Items from a dataset:

■ ■ ■ ■

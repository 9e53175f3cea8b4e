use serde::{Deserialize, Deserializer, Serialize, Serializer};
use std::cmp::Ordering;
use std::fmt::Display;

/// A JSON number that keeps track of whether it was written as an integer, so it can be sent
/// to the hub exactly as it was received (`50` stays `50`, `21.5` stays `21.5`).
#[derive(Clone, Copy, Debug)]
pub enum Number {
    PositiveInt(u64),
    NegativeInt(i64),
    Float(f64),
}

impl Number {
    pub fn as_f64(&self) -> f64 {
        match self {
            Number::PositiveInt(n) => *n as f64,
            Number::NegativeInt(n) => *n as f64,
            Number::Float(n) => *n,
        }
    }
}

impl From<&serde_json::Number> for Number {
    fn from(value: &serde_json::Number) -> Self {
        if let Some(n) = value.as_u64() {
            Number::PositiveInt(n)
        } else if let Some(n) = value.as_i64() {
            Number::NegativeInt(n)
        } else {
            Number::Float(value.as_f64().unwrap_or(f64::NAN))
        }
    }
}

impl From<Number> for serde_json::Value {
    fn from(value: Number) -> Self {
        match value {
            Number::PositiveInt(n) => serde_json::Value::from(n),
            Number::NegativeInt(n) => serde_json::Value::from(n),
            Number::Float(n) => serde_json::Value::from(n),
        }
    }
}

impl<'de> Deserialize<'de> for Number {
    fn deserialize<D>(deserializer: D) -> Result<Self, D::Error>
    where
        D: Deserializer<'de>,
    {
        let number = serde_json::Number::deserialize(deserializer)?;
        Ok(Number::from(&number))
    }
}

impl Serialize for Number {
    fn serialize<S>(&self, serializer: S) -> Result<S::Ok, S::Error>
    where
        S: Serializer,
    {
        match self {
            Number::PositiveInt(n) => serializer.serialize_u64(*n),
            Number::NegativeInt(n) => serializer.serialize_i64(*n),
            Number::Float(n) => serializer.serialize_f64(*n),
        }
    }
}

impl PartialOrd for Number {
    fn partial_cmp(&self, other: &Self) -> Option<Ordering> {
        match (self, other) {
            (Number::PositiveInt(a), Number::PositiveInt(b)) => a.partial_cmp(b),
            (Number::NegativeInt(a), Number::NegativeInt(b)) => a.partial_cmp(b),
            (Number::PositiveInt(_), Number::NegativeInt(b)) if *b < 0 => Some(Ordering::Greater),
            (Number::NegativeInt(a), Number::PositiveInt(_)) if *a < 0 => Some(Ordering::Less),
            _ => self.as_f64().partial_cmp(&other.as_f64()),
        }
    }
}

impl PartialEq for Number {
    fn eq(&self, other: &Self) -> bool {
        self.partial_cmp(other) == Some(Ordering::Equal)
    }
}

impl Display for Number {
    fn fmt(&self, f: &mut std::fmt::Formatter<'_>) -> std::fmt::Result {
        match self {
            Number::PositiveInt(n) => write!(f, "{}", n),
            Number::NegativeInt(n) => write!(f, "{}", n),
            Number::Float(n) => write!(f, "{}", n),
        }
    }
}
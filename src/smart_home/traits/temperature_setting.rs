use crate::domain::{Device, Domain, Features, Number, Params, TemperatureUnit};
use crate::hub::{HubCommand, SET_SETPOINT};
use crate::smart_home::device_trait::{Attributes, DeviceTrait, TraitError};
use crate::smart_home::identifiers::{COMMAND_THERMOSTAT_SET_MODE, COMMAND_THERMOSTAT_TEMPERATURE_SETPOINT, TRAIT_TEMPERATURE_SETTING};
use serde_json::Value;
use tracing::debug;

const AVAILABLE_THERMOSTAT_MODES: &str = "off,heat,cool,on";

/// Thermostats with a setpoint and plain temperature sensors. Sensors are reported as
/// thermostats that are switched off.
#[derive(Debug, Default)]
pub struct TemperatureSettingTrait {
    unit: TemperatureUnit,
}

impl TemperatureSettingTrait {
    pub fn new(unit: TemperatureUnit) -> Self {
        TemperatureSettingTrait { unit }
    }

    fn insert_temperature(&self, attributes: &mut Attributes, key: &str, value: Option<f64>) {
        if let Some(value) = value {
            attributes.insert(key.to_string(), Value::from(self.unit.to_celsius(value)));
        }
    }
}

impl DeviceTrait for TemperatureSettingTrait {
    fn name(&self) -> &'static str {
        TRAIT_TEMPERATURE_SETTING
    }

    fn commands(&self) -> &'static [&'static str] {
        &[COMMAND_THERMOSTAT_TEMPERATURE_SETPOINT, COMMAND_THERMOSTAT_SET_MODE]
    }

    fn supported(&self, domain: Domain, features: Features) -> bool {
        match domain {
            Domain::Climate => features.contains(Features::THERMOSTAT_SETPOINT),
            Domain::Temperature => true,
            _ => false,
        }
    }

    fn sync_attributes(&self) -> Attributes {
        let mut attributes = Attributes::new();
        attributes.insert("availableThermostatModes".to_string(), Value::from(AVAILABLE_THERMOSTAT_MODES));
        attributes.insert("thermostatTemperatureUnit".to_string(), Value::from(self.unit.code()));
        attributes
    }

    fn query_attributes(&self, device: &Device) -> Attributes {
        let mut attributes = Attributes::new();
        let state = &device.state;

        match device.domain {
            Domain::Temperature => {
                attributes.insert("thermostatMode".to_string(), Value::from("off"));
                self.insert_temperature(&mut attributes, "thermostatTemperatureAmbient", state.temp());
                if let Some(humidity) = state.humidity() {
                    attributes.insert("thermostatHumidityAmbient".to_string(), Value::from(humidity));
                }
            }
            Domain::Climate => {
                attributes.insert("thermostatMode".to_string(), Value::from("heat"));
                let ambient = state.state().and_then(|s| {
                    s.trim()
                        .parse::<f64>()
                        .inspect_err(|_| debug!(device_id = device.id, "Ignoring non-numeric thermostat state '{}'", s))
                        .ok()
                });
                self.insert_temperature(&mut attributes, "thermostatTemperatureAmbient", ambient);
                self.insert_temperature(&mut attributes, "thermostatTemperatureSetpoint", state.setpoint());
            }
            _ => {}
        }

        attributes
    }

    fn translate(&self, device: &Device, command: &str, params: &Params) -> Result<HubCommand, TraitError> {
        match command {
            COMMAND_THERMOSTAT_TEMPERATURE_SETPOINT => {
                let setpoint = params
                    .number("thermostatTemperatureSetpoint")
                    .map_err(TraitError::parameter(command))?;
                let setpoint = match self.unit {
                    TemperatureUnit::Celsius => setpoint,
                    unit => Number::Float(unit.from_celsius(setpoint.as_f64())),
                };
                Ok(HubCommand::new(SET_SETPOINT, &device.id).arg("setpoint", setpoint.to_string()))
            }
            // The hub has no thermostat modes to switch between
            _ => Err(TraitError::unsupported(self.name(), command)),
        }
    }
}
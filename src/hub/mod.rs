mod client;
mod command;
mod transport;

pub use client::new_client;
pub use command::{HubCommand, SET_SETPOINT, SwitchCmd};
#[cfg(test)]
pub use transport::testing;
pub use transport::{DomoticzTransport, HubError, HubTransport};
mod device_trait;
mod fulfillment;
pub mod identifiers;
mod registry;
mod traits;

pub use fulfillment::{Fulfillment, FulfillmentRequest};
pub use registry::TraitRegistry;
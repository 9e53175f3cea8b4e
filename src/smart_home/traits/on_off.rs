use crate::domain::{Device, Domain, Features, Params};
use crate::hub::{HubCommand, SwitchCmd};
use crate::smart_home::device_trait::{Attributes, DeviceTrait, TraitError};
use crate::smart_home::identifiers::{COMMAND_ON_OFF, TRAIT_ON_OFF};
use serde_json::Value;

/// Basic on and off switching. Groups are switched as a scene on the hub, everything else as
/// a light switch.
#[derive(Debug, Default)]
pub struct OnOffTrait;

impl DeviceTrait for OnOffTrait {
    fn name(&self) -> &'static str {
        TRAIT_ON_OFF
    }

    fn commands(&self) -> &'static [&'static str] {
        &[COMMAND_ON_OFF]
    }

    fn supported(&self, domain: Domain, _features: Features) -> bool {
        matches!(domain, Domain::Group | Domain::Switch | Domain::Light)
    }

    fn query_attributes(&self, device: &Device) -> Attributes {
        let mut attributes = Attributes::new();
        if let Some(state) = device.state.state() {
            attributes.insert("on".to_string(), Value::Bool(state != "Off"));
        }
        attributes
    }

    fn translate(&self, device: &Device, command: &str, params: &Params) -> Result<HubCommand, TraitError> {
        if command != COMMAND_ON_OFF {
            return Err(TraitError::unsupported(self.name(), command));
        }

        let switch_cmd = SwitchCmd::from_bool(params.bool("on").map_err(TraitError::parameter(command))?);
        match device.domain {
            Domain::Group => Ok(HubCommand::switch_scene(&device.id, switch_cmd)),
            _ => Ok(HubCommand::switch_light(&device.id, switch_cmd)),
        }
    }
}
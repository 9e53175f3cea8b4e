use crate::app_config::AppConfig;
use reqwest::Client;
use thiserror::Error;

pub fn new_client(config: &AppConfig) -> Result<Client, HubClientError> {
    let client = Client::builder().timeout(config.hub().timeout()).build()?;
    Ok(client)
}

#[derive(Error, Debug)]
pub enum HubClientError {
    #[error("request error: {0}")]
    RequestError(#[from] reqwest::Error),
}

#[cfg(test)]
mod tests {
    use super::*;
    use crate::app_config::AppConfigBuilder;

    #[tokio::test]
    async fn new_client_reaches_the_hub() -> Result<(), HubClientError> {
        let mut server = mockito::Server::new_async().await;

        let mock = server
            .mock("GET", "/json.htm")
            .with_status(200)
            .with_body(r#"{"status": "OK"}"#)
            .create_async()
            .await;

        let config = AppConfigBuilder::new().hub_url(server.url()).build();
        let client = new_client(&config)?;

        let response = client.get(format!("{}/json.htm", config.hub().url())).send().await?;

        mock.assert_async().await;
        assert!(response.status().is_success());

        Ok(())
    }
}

■ ■ ■ ■

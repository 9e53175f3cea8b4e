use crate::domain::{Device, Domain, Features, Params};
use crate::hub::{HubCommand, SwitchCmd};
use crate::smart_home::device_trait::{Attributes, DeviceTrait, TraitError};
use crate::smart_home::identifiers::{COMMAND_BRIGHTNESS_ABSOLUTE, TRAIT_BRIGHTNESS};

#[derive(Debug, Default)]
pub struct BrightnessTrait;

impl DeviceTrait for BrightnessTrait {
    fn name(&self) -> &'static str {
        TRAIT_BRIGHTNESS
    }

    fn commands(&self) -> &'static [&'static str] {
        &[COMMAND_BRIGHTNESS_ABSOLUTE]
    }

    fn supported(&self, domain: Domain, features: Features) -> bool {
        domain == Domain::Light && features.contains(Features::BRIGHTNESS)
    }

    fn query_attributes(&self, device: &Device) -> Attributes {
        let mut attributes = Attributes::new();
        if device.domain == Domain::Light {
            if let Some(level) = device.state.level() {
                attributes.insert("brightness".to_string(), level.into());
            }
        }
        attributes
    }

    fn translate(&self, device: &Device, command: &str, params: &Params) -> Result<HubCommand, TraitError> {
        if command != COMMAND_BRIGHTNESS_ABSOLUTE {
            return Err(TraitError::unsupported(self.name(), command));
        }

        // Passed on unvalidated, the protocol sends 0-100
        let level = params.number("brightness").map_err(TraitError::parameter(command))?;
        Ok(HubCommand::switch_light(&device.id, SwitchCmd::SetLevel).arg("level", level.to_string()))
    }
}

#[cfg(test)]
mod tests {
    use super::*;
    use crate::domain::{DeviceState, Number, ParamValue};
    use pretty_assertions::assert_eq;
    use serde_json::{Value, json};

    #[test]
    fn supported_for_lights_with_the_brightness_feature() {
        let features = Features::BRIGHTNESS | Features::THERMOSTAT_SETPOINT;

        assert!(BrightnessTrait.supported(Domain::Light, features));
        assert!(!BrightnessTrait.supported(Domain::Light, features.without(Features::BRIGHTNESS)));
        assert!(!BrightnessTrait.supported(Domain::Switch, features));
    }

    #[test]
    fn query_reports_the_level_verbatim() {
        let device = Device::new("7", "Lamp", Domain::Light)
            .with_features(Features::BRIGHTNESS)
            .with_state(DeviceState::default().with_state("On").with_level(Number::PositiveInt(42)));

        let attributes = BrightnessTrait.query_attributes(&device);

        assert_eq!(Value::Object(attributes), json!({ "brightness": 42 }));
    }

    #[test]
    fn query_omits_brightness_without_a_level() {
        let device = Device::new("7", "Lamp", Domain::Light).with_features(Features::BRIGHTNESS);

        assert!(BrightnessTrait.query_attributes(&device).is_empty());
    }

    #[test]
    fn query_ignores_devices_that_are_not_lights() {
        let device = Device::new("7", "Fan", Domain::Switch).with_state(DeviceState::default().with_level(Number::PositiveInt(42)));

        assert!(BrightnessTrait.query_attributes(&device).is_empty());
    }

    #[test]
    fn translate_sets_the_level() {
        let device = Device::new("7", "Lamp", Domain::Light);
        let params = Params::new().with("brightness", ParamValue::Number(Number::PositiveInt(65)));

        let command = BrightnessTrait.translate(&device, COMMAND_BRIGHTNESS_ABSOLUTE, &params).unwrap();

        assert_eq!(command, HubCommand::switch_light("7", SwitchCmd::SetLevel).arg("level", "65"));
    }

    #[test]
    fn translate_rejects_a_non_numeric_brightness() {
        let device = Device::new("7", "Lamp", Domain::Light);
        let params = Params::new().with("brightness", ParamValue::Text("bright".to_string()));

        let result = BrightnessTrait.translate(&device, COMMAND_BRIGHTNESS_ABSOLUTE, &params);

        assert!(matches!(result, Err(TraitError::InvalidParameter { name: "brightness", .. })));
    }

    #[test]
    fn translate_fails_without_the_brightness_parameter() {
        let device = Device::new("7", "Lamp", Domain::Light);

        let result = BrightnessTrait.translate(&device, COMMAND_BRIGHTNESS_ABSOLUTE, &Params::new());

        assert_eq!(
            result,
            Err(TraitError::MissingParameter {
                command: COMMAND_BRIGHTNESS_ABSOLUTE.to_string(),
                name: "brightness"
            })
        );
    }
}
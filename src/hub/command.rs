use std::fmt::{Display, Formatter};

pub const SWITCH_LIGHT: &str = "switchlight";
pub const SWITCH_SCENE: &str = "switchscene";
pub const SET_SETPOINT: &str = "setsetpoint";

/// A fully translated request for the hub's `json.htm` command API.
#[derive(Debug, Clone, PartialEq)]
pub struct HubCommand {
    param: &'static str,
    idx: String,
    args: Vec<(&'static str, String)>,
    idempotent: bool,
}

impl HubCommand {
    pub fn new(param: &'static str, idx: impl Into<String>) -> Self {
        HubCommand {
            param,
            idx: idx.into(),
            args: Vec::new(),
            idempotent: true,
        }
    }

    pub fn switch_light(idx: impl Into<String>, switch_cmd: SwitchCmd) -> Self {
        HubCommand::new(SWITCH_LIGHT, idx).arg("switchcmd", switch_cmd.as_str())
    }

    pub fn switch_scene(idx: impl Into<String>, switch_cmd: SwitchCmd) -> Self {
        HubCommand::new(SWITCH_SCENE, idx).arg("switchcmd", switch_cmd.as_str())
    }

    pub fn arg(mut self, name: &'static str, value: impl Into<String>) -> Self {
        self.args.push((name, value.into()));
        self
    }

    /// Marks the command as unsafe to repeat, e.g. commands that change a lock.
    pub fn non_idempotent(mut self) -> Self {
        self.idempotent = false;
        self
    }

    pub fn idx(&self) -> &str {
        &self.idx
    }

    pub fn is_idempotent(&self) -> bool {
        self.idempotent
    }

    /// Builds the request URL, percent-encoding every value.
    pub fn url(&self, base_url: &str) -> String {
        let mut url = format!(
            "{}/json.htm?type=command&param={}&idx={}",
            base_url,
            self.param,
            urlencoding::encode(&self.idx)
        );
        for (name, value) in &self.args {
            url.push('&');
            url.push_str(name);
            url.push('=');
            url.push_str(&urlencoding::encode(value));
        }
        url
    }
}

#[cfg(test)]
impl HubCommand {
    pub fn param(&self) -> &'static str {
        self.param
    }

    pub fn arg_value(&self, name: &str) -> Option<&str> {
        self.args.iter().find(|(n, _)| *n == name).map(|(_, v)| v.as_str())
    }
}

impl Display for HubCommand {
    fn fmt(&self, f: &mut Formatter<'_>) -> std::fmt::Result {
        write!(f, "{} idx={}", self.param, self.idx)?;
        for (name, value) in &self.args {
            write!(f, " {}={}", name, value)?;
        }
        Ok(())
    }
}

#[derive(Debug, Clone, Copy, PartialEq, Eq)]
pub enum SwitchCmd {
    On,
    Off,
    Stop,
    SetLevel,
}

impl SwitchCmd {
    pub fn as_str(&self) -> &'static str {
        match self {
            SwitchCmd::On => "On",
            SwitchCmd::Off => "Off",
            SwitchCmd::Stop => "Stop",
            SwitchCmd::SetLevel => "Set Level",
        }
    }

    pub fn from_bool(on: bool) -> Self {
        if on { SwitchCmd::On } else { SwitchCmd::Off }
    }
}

■ ■ ■ ■

## Your assignment
What lines in the data hold the word "Float"? Return them.

## Task solution
    Float(f64),
            Number::Float(n) => *n,
            Number::Float(value.as_f64().unwrap_or(f64::NAN))
            Number::Float(n) => serde_json::Value::from(n),
            Number::Float(n) => serializer.serialize_f64(*n),
            Number::Float(n) => write!(f, "{}", n),
                    unit => Number::Float(unit.from_celsius(setpoint.as_f64())),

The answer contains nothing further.